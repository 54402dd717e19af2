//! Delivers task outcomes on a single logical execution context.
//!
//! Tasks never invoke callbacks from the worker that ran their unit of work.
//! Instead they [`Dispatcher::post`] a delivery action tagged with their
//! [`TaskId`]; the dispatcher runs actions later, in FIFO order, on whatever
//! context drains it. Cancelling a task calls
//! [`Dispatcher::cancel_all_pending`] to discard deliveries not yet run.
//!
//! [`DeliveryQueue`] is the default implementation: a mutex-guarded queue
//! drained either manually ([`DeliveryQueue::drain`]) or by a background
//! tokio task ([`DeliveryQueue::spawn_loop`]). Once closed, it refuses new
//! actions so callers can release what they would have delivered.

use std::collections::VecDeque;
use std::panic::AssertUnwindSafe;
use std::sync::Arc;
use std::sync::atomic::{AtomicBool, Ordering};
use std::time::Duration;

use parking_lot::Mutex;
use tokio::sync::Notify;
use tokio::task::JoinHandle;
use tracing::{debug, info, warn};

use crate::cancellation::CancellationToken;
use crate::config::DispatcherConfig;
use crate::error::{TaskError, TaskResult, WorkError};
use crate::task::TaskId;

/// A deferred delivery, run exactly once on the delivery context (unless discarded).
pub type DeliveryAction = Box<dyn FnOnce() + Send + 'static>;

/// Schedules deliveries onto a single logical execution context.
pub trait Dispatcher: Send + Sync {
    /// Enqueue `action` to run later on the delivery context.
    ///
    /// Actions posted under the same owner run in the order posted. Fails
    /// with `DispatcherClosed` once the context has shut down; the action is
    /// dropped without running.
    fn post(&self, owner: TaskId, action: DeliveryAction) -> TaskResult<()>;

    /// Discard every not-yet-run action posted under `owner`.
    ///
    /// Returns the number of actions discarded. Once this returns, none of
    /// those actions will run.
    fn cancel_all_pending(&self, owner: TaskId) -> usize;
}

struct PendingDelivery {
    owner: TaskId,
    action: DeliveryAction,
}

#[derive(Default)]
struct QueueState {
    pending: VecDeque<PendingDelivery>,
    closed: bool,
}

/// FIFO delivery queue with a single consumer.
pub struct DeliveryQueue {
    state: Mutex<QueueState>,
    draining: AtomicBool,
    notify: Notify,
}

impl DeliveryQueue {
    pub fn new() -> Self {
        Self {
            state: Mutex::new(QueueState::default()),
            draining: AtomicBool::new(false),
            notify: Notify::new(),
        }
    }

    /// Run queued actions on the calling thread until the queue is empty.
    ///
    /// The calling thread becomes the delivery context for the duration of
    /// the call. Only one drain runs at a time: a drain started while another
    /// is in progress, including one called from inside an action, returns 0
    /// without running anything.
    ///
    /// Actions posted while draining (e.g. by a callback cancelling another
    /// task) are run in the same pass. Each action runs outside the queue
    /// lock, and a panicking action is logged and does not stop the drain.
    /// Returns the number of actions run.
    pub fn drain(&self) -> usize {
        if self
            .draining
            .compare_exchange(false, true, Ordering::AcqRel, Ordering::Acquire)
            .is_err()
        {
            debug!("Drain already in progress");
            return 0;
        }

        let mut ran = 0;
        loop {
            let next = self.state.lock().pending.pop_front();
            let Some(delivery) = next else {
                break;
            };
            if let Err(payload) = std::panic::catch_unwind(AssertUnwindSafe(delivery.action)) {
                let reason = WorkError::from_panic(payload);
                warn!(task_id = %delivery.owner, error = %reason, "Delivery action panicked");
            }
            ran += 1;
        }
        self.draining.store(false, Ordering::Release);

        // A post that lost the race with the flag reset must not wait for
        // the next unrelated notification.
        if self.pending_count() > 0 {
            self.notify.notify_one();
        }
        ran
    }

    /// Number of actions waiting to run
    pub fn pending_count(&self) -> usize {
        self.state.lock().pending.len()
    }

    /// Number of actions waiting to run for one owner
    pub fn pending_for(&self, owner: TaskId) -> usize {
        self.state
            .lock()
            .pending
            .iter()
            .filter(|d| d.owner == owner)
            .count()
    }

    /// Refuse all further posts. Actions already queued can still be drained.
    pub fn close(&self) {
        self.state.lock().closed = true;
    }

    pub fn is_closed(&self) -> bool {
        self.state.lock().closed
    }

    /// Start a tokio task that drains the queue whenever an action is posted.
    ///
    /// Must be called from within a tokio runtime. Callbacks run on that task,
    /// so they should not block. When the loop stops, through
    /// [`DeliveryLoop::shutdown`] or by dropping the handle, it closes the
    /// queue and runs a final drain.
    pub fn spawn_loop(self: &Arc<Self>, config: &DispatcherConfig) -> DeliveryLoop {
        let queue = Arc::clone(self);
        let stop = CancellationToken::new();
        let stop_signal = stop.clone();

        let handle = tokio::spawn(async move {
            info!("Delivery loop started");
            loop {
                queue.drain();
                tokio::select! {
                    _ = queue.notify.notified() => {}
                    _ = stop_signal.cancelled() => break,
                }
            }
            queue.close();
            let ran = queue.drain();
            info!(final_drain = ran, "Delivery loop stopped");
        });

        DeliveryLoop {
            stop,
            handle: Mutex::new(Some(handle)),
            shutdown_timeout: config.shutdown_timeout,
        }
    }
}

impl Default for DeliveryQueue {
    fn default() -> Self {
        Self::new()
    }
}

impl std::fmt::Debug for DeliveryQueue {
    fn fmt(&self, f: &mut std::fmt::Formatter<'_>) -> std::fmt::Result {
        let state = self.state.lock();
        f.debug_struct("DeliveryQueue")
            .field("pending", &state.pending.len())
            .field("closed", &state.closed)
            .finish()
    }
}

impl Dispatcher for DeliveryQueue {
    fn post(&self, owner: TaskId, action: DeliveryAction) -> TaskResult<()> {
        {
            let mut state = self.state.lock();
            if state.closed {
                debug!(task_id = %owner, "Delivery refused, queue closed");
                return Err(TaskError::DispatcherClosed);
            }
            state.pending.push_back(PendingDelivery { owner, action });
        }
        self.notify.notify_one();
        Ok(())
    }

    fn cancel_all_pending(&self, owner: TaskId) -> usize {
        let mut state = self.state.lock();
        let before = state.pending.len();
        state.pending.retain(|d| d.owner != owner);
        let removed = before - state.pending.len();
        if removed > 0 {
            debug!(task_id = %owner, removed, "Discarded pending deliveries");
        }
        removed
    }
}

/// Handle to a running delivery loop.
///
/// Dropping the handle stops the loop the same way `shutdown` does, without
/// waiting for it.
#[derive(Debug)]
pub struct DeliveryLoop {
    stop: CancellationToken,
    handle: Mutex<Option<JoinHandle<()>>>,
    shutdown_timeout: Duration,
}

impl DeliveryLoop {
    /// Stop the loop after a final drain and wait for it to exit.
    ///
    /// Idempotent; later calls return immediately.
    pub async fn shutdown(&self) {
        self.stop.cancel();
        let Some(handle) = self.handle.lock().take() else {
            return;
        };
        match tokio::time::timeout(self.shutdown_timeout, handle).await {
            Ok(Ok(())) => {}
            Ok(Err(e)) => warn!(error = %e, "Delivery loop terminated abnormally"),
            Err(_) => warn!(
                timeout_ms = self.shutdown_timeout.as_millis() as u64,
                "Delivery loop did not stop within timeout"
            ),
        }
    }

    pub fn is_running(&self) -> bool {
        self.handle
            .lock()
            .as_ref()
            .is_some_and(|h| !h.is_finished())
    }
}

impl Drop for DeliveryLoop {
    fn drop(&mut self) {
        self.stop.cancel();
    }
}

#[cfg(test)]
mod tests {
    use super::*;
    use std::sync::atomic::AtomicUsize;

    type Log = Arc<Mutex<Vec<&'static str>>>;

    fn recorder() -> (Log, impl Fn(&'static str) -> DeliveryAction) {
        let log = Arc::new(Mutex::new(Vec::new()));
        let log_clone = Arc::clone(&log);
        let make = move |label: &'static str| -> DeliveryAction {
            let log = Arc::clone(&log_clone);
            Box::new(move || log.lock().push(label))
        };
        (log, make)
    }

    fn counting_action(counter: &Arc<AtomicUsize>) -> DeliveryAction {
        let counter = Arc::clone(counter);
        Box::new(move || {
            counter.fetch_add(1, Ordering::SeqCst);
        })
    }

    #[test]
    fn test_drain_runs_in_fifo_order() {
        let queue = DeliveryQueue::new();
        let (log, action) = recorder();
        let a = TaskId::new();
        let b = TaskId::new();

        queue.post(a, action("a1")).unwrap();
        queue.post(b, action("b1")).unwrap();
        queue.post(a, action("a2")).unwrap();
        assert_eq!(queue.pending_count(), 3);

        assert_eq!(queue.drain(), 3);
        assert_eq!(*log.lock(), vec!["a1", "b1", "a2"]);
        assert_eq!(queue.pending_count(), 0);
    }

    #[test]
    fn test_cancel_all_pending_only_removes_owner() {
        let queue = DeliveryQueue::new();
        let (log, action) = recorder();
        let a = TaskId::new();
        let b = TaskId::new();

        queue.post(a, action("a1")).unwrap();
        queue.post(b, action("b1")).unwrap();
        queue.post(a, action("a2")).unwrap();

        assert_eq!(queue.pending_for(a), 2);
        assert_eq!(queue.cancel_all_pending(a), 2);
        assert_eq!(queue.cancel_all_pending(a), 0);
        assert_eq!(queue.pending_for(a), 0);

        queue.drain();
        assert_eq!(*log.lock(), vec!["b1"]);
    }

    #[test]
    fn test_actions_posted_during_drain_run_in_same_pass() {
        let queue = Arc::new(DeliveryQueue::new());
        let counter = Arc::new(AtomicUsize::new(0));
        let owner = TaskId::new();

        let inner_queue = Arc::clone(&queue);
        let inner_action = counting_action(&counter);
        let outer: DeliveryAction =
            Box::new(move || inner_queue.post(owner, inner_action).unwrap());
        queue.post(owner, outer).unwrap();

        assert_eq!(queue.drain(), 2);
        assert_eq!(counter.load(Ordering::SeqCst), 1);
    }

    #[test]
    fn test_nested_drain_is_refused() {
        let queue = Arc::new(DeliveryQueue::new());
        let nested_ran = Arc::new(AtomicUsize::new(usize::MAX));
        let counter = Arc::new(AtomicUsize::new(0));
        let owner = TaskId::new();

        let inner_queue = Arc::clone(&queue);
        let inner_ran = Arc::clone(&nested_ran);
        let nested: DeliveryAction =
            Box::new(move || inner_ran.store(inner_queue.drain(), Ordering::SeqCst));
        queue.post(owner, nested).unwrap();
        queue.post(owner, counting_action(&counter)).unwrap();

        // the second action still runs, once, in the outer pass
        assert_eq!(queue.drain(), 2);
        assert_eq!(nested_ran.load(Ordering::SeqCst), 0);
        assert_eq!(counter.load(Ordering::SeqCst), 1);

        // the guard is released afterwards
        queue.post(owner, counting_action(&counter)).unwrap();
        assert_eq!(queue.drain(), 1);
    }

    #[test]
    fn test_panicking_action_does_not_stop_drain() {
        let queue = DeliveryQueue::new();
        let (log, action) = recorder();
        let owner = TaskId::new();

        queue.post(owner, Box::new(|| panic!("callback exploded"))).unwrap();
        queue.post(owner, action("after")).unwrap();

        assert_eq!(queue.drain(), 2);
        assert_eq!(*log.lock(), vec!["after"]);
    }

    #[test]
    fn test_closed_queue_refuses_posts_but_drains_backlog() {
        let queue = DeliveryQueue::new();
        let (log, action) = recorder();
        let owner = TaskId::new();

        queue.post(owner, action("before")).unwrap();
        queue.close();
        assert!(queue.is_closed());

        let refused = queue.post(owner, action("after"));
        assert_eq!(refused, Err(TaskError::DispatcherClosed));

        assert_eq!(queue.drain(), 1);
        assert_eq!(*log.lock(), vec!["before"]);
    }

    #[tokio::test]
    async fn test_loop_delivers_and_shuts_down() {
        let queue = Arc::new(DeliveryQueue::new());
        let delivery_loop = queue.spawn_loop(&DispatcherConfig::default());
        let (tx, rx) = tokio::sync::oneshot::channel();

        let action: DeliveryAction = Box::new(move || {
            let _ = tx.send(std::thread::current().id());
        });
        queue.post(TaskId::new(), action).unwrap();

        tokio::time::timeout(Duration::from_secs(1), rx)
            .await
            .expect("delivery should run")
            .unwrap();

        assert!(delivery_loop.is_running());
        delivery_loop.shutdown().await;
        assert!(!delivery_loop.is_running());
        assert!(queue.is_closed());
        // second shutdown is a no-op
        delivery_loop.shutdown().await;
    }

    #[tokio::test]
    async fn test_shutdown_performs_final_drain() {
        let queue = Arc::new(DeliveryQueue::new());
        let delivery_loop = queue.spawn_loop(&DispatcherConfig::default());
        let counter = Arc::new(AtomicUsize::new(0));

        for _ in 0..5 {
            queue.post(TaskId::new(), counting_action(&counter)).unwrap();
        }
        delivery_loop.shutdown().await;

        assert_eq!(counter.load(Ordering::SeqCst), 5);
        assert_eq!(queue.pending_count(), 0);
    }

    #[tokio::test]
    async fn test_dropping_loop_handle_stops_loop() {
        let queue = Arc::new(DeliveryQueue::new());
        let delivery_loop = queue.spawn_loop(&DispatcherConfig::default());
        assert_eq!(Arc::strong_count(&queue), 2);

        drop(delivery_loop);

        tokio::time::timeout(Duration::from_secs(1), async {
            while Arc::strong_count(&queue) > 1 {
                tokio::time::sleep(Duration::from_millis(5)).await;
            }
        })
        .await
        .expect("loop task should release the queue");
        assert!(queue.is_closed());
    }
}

┄┄┄┄┄┄┄┄┄┄

# Exercise
Please say how many lines above contain "DeliveryLoop", number only.

# Result below
6